- Recorded data:
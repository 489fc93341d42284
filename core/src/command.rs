//! Commands issued by whatever drives the engine (UI, runner, tests).
//!
//! Two wire forms: JSON objects tagged by `cmd`, and whitespace-separated
//! text lines such as `toggle 3 4` or `interval 250`. Dimensions and
//! intervals are read leniently, anything else is strict.

use crate::error::{SimError, SimResult};
use serde::{Deserialize, Deserializer, Serialize};
use std::str::FromStr;

#[derive(Debug, Clone, PartialEq, Serialize, Deserialize)]
#[serde(tag = "cmd", rename_all = "snake_case")]
pub enum Command {
    // ── Cells ─────────────────────────────────────
    ToggleCell { x: i64, y: i64 },
    Resize {
        #[serde(deserialize_with = "lenient_field")]
        width:  i64,
        #[serde(deserialize_with = "lenient_field")]
        height: i64,
    },
    Reset,
    Randomize { density: f64, seed: u64 },

    // ── Clock control ─────────────────────────────
    Pause,
    Resume,
    Step,
    SetInterval {
        #[serde(deserialize_with = "lenient_field")]
        ms: i64,
    },

    // ── Cosmetic ──────────────────────────────────
    SetColor { color: String },
}

/// Read a leading integer the way a free-text number field would:
/// optional sign, then digits, trailing junk ignored. No digits gives 0,
/// which every caller clamps up to its minimum.
pub fn lenient_int(text: &str) -> i64 {
    let text = text.trim();
    let (negative, rest) = match text.as_bytes().first() {
        Some(b'-') => (true, &text[1..]),
        Some(b'+') => (false, &text[1..]),
        _ => (false, text),
    };
    let digits: String = rest.chars().take_while(char::is_ascii_digit).collect();
    if digits.is_empty() {
        return 0;
    }
    // Overlong input saturates instead of wrapping.
    let magnitude = digits.parse::<i64>().unwrap_or(i64::MAX);
    if negative { -magnitude } else { magnitude }
}

fn lenient_field<'de, D>(deserializer: D) -> Result<i64, D::Error>
where
    D: Deserializer<'de>,
{
    let value = serde_json::Value::deserialize(deserializer)?;
    Ok(match value {
        serde_json::Value::Number(n) => n
            .as_i64()
            .or_else(|| n.as_f64().map(|f| f.trunc() as i64))
            .unwrap_or(0),
        serde_json::Value::String(s) => lenient_int(&s),
        _ => 0,
    })
}

impl Command {
    /// Parse either form. Lines starting with `{` are JSON.
    pub fn parse_line(line: &str) -> SimResult<Self> {
        let line = line.trim();
        if line.starts_with('{') {
            Ok(serde_json::from_str(line)?)
        } else {
            line.parse()
        }
    }
}

impl FromStr for Command {
    type Err = SimError;

    fn from_str(line: &str) -> SimResult<Self> {
        let mut parts = line.split_whitespace();
        let verb = parts.next().unwrap_or_default().to_ascii_lowercase();
        let args: Vec<&str> = parts.collect();

        let malformed = |reason: &str| SimError::MalformedCommand {
            line:   line.to_string(),
            reason: reason.to_string(),
        };
        let arg = |i: usize| args.get(i).copied().unwrap_or_default();

        let command = match verb.as_str() {
            "toggle" => {
                let coord = |i: usize, name: &str| {
                    arg(i)
                        .parse::<i64>()
                        .map_err(|_| malformed(&format!("{name} must be an integer")))
                };
                Command::ToggleCell { x: coord(0, "x")?, y: coord(1, "y")? }
            }
            "resize" => Command::Resize {
                width:  lenient_int(arg(0)),
                height: lenient_int(arg(1)),
            },
            "interval" | "speed" => Command::SetInterval { ms: lenient_int(arg(0)) },
            "pause" => Command::Pause,
            "resume" => Command::Resume,
            "reset" => Command::Reset,
            "step" => Command::Step,
            "color" => {
                if args.is_empty() {
                    return Err(malformed("missing color value"));
                }
                Command::SetColor { color: args.join(" ") }
            }
            "randomize" => {
                let density = arg(0)
                    .parse::<f64>()
                    .map_err(|_| malformed("density must be a number"))?;
                let seed = arg(1)
                    .parse::<u64>()
                    .map_err(|_| malformed("seed must be an unsigned integer"))?;
                Command::Randomize { density, seed }
            }
            "" => return Err(malformed("empty command")),
            other => return Err(SimError::UnknownCommand(other.to_string())),
        };
        Ok(command)
    }
}
//! Read-only view of engine state handed to the presentation side.
//!
//! A snapshot owns copies of everything it shows; holding one never
//! borrows from or aliases the engine.

use crate::types::{Generation, Millis};
use serde::Serialize;

#[derive(Debug, Clone, PartialEq, Serialize)]
pub struct SimSnapshot {
    pub width:                 usize,
    pub height:                usize,
    /// Cell states indexed `[x][y]`.
    pub cells:                 Vec<Vec<bool>>,
    pub generation:            Generation,
    pub total_alive:           u32,
    pub dead_count:            u32,
    pub last_step_duration_ms: Millis,
    pub total_simulated_ms:    Millis,
    pub total_births:          u64,
    pub total_deaths:          u64,
    pub paused:                bool,
    pub interval_ms:           u32,
    pub color:                 String,
}

impl SimSnapshot {
    pub fn is_alive(&self, x: usize, y: usize) -> bool {
        self.cells
            .get(x)
            .and_then(|column| column.get(y))
            .copied()
            .unwrap_or(false)
    }

    pub fn total_cells(&self) -> usize {
        self.width * self.height
    }

    /// `#` for alive, `.` for dead; one line per y, x runs left to right.
    pub fn render_text(&self) -> String {
        let mut out = String::with_capacity((self.width + 1) * self.height);
        for y in 0..self.height {
            for x in 0..self.width {
                out.push(if self.is_alive(x, y) { '#' } else { '.' });
            }
            out.push('\n');
        }
        out
    }
}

- Task to carry out:
Read through the listing and copy each line in which the word "rest" occurs.

- Answer space:
    let (negative, rest) = match text.as_bytes().first() {
    let digits: String = rest.chars().take_while(char::is_ascii_digit).collect();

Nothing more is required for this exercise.